Dr Benger: Sitting down with Perspex screens and masks when you were not speaking.
Matthew Hamlyn: The Leader of the House mentioned this in one of the debates or in business questions, and he ran through the salient points. There was also the calculation done about how many more Members we could get in.
Dr Benger: It is surprisingly few.
Matthew Hamlyn: It is a function of the way geometry and distances work. Even at one metre, we would not get hundreds more Members in.
Dr Benger: No, it was something like 20-something more. It was not a doubling or trebling, or anything like that.
Matthew Hamlyn: There are two things. There is having lots of Members in the Chamber to take part and not being exclusionary. Then there is recreating what you might call the stadium atmosphere and having large numbers of Members present. Someone jokingly suggesting that we could have artificial PMQ noises like some football stadiums are doing. More seriously, there is technology being developed now so that a remote audience’s applause or laughter can be fed back into the studio. One Radio 4 alleged comedy programme has done that. The impact if you are listening to it at home on the radio is quite extraordinary. It sounds like a live audience. I am not sure how feasible that would be with 600 Members.

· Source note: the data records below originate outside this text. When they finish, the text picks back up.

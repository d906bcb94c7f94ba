//! Active sessions of a running server
//!
//! The pool only enumerates sessions and announces connects and disconnects. Each session
//! owns its own transport; nothing is shared between them.
//!
//! Sessions still negotiating are tracked separately so that `close_all` reaches them too.
//! Once `close_all` has run the pool admits nothing new.

use std::sync::{Arc, RwLock, RwLockWriteGuard};

use tokio::sync::broadcast;
use tokio_util::sync::CancellationToken;
use tracing::{debug, info, warn};

use crate::{
    session::{Session, SessionError},
    transport::Transport,
};

const EVENT_CAPACITY: usize = 64;

#[derive(Debug, Clone)]
pub enum ServerEvent {
    Connect(Arc<Session>),
    Disconnect(Arc<Session>),
}

#[derive(Clone)]
pub struct SessionPool {
    inner: Arc<PoolInner>,
}

struct PoolInner {
    sessions: RwLock<Vec<Arc<Session>>>,
    negotiating: RwLock<Vec<Arc<Session>>>,
    events: broadcast::Sender<ServerEvent>,
    shutdown: CancellationToken,
}

impl Default for SessionPool {
    fn default() -> Self {
        Self::new()
    }
}

impl SessionPool {
    pub fn new() -> Self {
        let (events, _) = broadcast::channel(EVENT_CAPACITY);
        Self {
            inner: Arc::new(PoolInner {
                sessions: RwLock::new(Vec::new()),
                negotiating: RwLock::new(Vec::new()),
                events,
                shutdown: CancellationToken::new(),
            }),
        }
    }

    pub fn subscribe(&self) -> broadcast::Receiver<ServerEvent> {
        self.inner.events.subscribe()
    }

    /// Snapshot of the active sessions in connection order.
    pub fn sessions(&self) -> Vec<Arc<Session>> {
        self.inner
            .sessions
            .read()
            .unwrap_or_else(|poisoned| poisoned.into_inner())
            .clone()
    }

    pub fn get(&self, id: &str) -> Option<Arc<Session>> {
        self.sessions().into_iter().find(|session| session.id() == id)
    }

    pub fn len(&self) -> usize {
        self.inner
            .sessions
            .read()
            .unwrap_or_else(|poisoned| poisoned.into_inner())
            .len()
    }

    pub fn is_empty(&self) -> bool {
        self.len() == 0
    }

    /// Connects `session` over `transport`, tracks it, and drops it again once it closes.
    ///
    /// A session closed while negotiating, or after `close_all`, is refused with
    /// `SessionClosed` and never announced.
    pub async fn open(
        &self,
        session: Arc<Session>,
        transport: Arc<dyn Transport>,
    ) -> Result<(), SessionError> {
        // Each list is joined before the shutdown check, so a concurrent close_all either
        // sees the session or is seen here.
        write(&self.inner.negotiating).push(Arc::clone(&session));
        if self.inner.shutdown.is_cancelled() {
            write(&self.inner.negotiating).retain(|candidate| !Arc::ptr_eq(candidate, &session));
            session.close().await;
            return Err(SessionError::SessionClosed);
        }

        let connected = session.connect(transport).await;
        write(&self.inner.negotiating).retain(|candidate| !Arc::ptr_eq(candidate, &session));
        connected?;

        write(&self.inner.sessions).push(Arc::clone(&session));
        if self.inner.shutdown.is_cancelled() || session.is_closed() {
            write(&self.inner.sessions).retain(|candidate| !Arc::ptr_eq(candidate, &session));
            session.close().await;
            debug!(session_id = %session.id(), "session closed during negotiation");
            return Err(SessionError::SessionClosed);
        }
        info!(session_id = %session.id(), active = self.len(), "session joined pool");
        let _ = self.inner.events.send(ServerEvent::Connect(Arc::clone(&session)));

        let pool = self.clone();
        tokio::spawn(async move {
            session.closed().await;
            pool.remove(&session);
        });
        Ok(())
    }

    /// Closes every active and negotiating session and stops admitting new ones.
    pub async fn close_all(&self) {
        self.inner.shutdown.cancel();

        let negotiating = write(&self.inner.negotiating).clone();
        for session in self.sessions().into_iter().chain(negotiating) {
            session.close().await;
        }
    }

    fn remove(&self, session: &Arc<Session>) {
        let removed = {
            let mut sessions = write(&self.inner.sessions);
            let before = sessions.len();
            sessions.retain(|candidate| !Arc::ptr_eq(candidate, session));
            before != sessions.len()
        };

        if !removed {
            warn!(session_id = %session.id(), "closed session was not in the pool");
            return;
        }
        info!(session_id = %session.id(), active = self.len(), "session left pool");
        let _ = self
            .inner
            .events
            .send(ServerEvent::Disconnect(Arc::clone(session)));
    }
}

fn write(list: &RwLock<Vec<Arc<Session>>>) -> RwLockWriteGuard<'_, Vec<Arc<Session>>> {
    list.write().unwrap_or_else(|poisoned| poisoned.into_inner())
}
use async_trait::async_trait;
use futures::FutureExt;
use rust_mcp_sdk::schema::{
    CallToolRequestParams, CallToolResult, ContentBlock, ListToolsResult, LoggingLevel,
    LoggingMessageNotificationParams, ProgressNotificationParams, ProgressToken,
    Tool as ToolDescriptor, ToolAnnotations, ToolInputSchema,
};
use serde_json::{json, Map, Value};
use tracing::{info, warn};

use crate::{
    domain::{
        content::{normalize, ToolOutput},
        RequestContext,
    },
    errors::{DispatchError, HandlerError, McpError},
    mcp::{protocol::methods, server::parse_params},
    registry::Registry,
    session::Peer,
};

#[async_trait]
pub trait ToolHandler: Send + Sync {
    async fn execute(&self, args: Value, ctx: ToolContext) -> Result<ToolOutput, HandlerError>;
}

#[async_trait]
impl<F, Fut> ToolHandler for F
where
    F: Fn(Value, ToolContext) -> Fut + Send + Sync,
    Fut: Future<Output = Result<ToolOutput, HandlerError>> + Send + 'static,
{
    async fn execute(&self, args: Value, ctx: ToolContext) -> Result<ToolOutput, HandlerError> {
        (self)(args, ctx).await
    }
}

#[derive(Clone)]
pub struct Tool {
    pub name: String,
    pub description: Option<String>,
    pub parameters: Option<Value>,
    pub annotations: Option<ToolAnnotations>,
    pub(crate) validator: Option<Arc<jsonschema::Validator>>,
    handler: Arc<dyn ToolHandler>,
}

impl fmt::Debug for Tool {
    fn fmt(&self, f: &mut fmt::Formatter<'_>) -> fmt::Result {
        f.debug_struct("Tool")
            .field("name", &self.name)
            .field("description", &self.description)
            .field("parameters", &self.parameters)
            .field("annotations", &self.annotations)
            .finish_non_exhaustive()
    }
}

impl Tool {
    pub fn new(name: impl Into<String>, handler: impl ToolHandler + 'static) -> Self {
        Self {
            name: name.into(),
            description: None,
            parameters: None,
            annotations: None,
            validator: None,
            handler: Arc::new(handler),
        }
    }

    pub fn description(mut self, description: impl Into<String>) -> Self {
        self.description = Some(description.into());
        self
    }

    /// Declares a JSON Schema for the tool's arguments. It is compiled on registration.
    pub fn parameters(mut self, schema: Value) -> Self {
        self.parameters = Some(schema);
        self
    }

    pub fn annotations(mut self, annotations: ToolAnnotations) -> Self {
        self.annotations = Some(annotations);
        self
    }

    pub(crate) fn compile_schema(&mut self) -> Result<(), String> {
        self.validator = match self.parameters.as_ref() {
            Some(schema) => Some(Arc::new(
                jsonschema::validator_for(schema).map_err(|err| err.to_string())?,
            )),
            None => None,
        };
        Ok(())
    }

    /// Wire descriptor for `tools/list`. Only `properties`, `required` and `$schema` of the
    /// declared schema are advertised; validation still uses the full schema.
    pub fn descriptor(&self) -> ToolDescriptor {
        ToolDescriptor {
            annotations: self.annotations.clone(),
            description: self.description.clone(),
            execution: None,
            icons: Vec::new(),
            input_schema: input_schema(self.parameters.as_ref()),
            meta: None,
            name: self.name.clone(),
            output_schema: None,
            title: None,
        }
    }

    /// Returns every schema violation in `args`, or `Ok` when there is no schema.
    pub fn validate_arguments(&self, args: &Value) -> Result<(), Vec<String>> {
        let Some(validator) = self.validator.as_ref() else {
            return Ok(());
        };

        let errors = validator
            .iter_errors(args)
            .map(|error| error.to_string())
            .collect::<Vec<_>>();
        if errors.is_empty() {
            Ok(())
        } else {
            Err(errors)
        }
    }
}

fn input_schema(parameters: Option<&Value>) -> ToolInputSchema {
    let Some(schema) = parameters else {
        return ToolInputSchema::new(Vec::new(), None, None);
    };

    let required = schema
        .get("required")
        .and_then(Value::as_array)
        .map(|names| {
            names
                .iter()
                .filter_map(Value::as_str)
                .map(str::to_string)
                .collect()
        })
        .unwrap_or_default();
    let properties = schema
        .get("properties")
        .and_then(Value::as_object)
        .map(|properties| {
            properties
                .iter()
                .filter_map(|(name, property)| {
                    property
                        .as_object()
                        .map(|property| (name.clone(), property.clone()))
                })
                .collect::<HashMap<_, _>>()
        });
    let dialect = schema
        .get("$schema")
        .and_then(Value::as_str)
        .map(str::to_string);

    ToolInputSchema::new(required, properties, dialect)
}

Chris Elmore: When you say alleged comedy programme—
Matthew Hamlyn: I have to remain rigorously impartial about whether BBC comedy—or indeed anyone else’s comedy—is funny or not because it is such a minefield.
Q410 Chair: Another question we have had a lot of is around virtual participation in debates. You may have heard the evidence from the Deputy Speakers that there is a concern that those Members who are participating virtually are trying desperately to get into every UQ, statement and oral question because it is their only opportunity to participate. If we were to broaden virtual participation to debates, it might manage the oversubscription there seems to be on the call lists.
Also, we are excluding people from very important debates. You may have seen Barbara Keeley give evidence earlier. She simply was not able to take part in debates about aviation and other matters, which are incredibly important to her constituency. She was precluded because she has to physically shield and not be in Parliament. She took the risk and came to Parliament, as did Dr Whitford, to take part in a debate. I wonder if you have any views on that.
The point was made about Adjournment debates as well because, from an MP’s point of view, they give you an opportunity to really get a detailed exposition about your issue on the record.
Dr Benger: The House has made these rules. They have determined which types of business are susceptible to virtual participation and which have a physical requirement. Those are decisions for the House and I cannot have views on decisions the House has taken.
Q411 James Gray: They have been changed?
Dr Benger: They have been changed, yes.
Q412 James Gray: They could be changed?
Dr Benger: Certainly they could be changed. Not only could they be changed, but whereas back in April and May, in the very early stages, we were facing extremely difficult technical challenges in having participation virtually at all, we were the first Parliament in the world to engage in hybrid proceedings on any scale. Things have moved on. We have a lot more technical resource now than we did then. Soon enough, and almost immediately really, if you did extend virtual participation to other proceedings, the sorts of constraints that the House had to operate under back in April and May would not now apply. Matthew will correct me if I am wrong, but we would not now say, “This is limited to two hours and we need half an hour in between. You cannot do this and you cannot do that”. Far more is possible now than was possible then. You could extend that even to things like interventions and points of order. All those things could be managed technically. I am not saying at all whether that is desirable. I am just saying that, technically, that could be possible in a way that it was not a few months ago.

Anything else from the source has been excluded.